> GIVEN DATA
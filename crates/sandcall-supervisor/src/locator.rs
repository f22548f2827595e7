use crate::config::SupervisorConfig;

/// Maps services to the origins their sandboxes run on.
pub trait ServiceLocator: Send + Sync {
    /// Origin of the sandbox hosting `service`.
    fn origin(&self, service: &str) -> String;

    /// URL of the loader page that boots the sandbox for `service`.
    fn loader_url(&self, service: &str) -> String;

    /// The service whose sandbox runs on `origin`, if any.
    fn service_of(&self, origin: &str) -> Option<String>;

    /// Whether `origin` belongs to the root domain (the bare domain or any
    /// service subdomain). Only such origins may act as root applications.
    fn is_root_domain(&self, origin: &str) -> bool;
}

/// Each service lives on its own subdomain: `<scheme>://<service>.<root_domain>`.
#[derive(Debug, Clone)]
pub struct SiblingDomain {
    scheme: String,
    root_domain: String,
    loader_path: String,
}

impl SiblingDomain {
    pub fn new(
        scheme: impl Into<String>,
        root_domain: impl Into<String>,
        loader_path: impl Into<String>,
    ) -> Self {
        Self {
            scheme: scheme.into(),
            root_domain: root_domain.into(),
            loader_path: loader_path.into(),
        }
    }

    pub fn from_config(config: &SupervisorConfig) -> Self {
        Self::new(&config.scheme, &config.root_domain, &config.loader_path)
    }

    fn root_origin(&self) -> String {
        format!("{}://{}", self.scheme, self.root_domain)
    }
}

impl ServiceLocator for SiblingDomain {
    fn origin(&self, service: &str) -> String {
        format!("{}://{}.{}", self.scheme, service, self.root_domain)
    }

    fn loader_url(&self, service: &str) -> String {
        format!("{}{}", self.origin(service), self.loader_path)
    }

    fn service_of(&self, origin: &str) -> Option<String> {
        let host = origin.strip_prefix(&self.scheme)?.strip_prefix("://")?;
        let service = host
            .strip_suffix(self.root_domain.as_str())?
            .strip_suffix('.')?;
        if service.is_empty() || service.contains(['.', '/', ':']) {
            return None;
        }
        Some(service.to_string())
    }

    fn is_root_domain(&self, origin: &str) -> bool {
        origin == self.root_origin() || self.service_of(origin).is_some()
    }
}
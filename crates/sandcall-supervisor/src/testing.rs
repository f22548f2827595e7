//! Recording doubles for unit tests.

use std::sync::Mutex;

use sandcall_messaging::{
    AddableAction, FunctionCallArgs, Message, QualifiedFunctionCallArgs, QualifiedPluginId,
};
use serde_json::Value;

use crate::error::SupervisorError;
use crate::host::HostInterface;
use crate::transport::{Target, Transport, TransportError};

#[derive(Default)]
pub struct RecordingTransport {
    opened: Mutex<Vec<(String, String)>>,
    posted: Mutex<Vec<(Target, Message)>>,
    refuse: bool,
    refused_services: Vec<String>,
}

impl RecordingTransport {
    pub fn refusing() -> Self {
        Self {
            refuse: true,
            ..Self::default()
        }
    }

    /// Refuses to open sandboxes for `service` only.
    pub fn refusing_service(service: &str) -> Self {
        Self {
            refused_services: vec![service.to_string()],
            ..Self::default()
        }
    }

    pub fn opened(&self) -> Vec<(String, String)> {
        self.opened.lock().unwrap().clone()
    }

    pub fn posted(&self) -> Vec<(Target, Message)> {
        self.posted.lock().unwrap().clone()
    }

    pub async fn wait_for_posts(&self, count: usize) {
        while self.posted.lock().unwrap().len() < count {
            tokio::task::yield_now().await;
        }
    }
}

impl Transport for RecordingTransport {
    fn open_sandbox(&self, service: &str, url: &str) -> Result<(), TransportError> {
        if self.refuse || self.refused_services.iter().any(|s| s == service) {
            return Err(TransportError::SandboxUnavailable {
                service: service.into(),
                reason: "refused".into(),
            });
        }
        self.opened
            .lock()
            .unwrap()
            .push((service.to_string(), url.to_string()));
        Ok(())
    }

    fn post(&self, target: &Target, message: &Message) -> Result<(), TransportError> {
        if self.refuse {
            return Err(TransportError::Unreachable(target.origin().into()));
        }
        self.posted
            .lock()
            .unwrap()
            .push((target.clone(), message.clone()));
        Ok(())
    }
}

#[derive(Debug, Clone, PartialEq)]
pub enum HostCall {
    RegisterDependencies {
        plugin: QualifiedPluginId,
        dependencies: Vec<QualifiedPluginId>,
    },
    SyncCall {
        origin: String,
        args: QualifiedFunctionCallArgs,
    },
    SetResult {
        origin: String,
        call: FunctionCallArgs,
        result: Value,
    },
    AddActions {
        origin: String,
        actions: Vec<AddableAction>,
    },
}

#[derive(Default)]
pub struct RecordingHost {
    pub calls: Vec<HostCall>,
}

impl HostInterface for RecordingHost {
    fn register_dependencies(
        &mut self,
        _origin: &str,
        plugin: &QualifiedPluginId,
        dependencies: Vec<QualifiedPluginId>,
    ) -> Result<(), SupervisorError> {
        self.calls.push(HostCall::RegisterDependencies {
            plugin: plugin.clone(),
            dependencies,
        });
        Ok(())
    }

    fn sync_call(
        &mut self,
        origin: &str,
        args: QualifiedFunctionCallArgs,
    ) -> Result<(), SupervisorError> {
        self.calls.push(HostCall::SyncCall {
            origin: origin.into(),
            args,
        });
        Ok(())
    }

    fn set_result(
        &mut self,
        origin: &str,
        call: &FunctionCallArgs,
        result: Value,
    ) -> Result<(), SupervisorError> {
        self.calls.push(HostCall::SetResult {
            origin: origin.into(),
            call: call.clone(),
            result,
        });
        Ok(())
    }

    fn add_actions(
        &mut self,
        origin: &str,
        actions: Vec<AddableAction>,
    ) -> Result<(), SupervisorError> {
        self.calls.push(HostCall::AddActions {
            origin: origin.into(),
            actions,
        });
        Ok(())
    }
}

> WHAT THE TASK ASKS
Output the records exactly, including every line.

> TASK OUTPUT
filename crates/sandcall-supervisor/src/locator.rs
repository f22548f2827595e7
use crate::config::SupervisorConfig;

/// Maps services to the origins their sandboxes run on.
pub trait ServiceLocator: Send + Sync {
    /// Origin of the sandbox hosting `service`.
    fn origin(&self, service: &str) -> String;

    /// URL of the loader page that boots the sandbox for `service`.
    fn loader_url(&self, service: &str) -> String;

    /// The service whose sandbox runs on `origin`, if any.
    fn service_of(&self, origin: &str) -> Option<String>;

    /// Whether `origin` belongs to the root domain (the bare domain or any
    /// service subdomain). Only such origins may act as root applications.
    fn is_root_domain(&self, origin: &str) -> bool;
}

/// Each service lives on its own subdomain: `<scheme>://<service>.<root_domain>`.
#[derive(Debug, Clone)]
pub struct SiblingDomain {
    scheme: String,
    root_domain: String,
    loader_path: String,
}

impl SiblingDomain {
    pub fn new(
        scheme: impl Into<String>,
        root_domain: impl Into<String>,
        loader_path: impl Into<String>,
    ) -> Self {
        Self {
            scheme: scheme.into(),
            root_domain: root_domain.into(),
            loader_path: loader_path.into(),
        }
    }

    pub fn from_config(config: &SupervisorConfig) -> Self {
        Self::new(&config.scheme, &config.root_domain, &config.loader_path)
    }

    fn root_origin(&self) -> String {
        format!("{}://{}", self.scheme, self.root_domain)
    }
}

impl ServiceLocator for SiblingDomain {
    fn origin(&self, service: &str) -> String {
        format!("{}://{}.{}", self.scheme, service, self.root_domain)
    }

    fn loader_url(&self, service: &str) -> String {
        format!("{}{}", self.origin(service), self.loader_path)
    }

    fn service_of(&self, origin: &str) -> Option<String> {
        let host = origin.strip_prefix(&self.scheme)?.strip_prefix("://")?;
        let service = host
            .strip_suffix(self.root_domain.as_str())?
            .strip_suffix('.')?;
        if service.is_empty() || service.contains(['.', '/', ':']) {
            return None;
        }
        Some(service.to_string())
    }

    fn is_root_domain(&self, origin: &str) -> bool {
        origin == self.root_origin() || self.service_of(origin).is_some()
    }
}
filename crates/sandcall-supervisor/src/testing.rs
repository f22548f2827595e7
//! Recording doubles for unit tests.

use std::sync::Mutex;

use sandcall_messaging::{
    AddableAction, FunctionCallArgs, Message, QualifiedFunctionCallArgs, QualifiedPluginId,
};
use serde_json::Value;

use crate::error::SupervisorError;
use crate::host::HostInterface;
use crate::transport::{Target, Transport, TransportError};

#[derive(Default)]
pub struct RecordingTransport {
    opened: Mutex<Vec<(String, String)>>,
    posted: Mutex<Vec<(Target, Message)>>,
    refuse: bool,
    refused_services: Vec<String>,
}

impl RecordingTransport {
    pub fn refusing() -> Self {
        Self {
            refuse: true,
            ..Self::default()
        }
    }

    /// Refuses to open sandboxes for `service` only.
    pub fn refusing_service(service: &str) -> Self {
        Self {
            refused_services: vec![service.to_string()],
            ..Self::default()
        }
    }

    pub fn opened(&self) -> Vec<(String, String)> {
        self.opened.lock().unwrap().clone()
    }

    pub fn posted(&self) -> Vec<(Target, Message)> {
        self.posted.lock().unwrap().clone()
    }

    pub async fn wait_for_posts(&self, count: usize) {
        while self.posted.lock().unwrap().len() < count {
            tokio::task::yield_now().await;
        }
    }
}

impl Transport for RecordingTransport {
    fn open_sandbox(&self, service: &str, url: &str) -> Result<(), TransportError> {
        if self.refuse || self.refused_services.iter().any(|s| s == service) {
            return Err(TransportError::SandboxUnavailable {
                service: service.into(),
                reason: "refused".into(),
            });
        }
        self.opened
            .lock()
            .unwrap()
            .push((service.to_string(), url.to_string()));
        Ok(())
    }

    fn post(&self, target: &Target, message: &Message) -> Result<(), TransportError> {
        if self.refuse {
            return Err(TransportError::Unreachable(target.origin().into()));
        }
        self.posted
            .lock()
            .unwrap()
            .push((target.clone(), message.clone()));
        Ok(())
    }
}

#[derive(Debug, Clone, PartialEq)]
pub enum HostCall {
    RegisterDependencies {
        plugin: QualifiedPluginId,
        dependencies: Vec<QualifiedPluginId>,
    },
    SyncCall {
        origin: String,
        args: QualifiedFunctionCallArgs,
    },
    SetResult {
        origin: String,
        call: FunctionCallArgs,
        result: Value,
    },
    AddActions {
        origin: String,
        actions: Vec<AddableAction>,
    },
}

#[derive(Default)]
pub struct RecordingHost {
    pub calls: Vec<HostCall>,
}

impl HostInterface for RecordingHost {
    fn register_dependencies(
        &mut self,
        _origin: &str,
        plugin: &QualifiedPluginId,
        dependencies: Vec<QualifiedPluginId>,
    ) -> Result<(), SupervisorError> {
        self.calls.push(HostCall::RegisterDependencies {
            plugin: plugin.clone(),
            dependencies,
        });
        Ok(())
    }

    fn sync_call(
        &mut self,
        origin: &str,
        args: QualifiedFunctionCallArgs,
    ) -> Result<(), SupervisorError> {
        self.calls.push(HostCall::SyncCall {
            origin: origin.into(),
            args,
        });
        Ok(())
    }

    fn set_result(
        &mut self,
        origin: &str,
        call: &FunctionCallArgs,
        result: Value,
    ) -> Result<(), SupervisorError> {
        self.calls.push(HostCall::SetResult {
            origin: origin.into(),
            call: call.clone(),
            result,
        });
        Ok(())
    }

    fn add_actions(
        &mut self,
        origin: &str,
        actions: Vec<AddableAction>,
    ) -> Result<(), SupervisorError> {
        self.calls.push(HostCall::AddActions {
            origin: origin.into(),
            actions,
        });
        Ok(())
    }
}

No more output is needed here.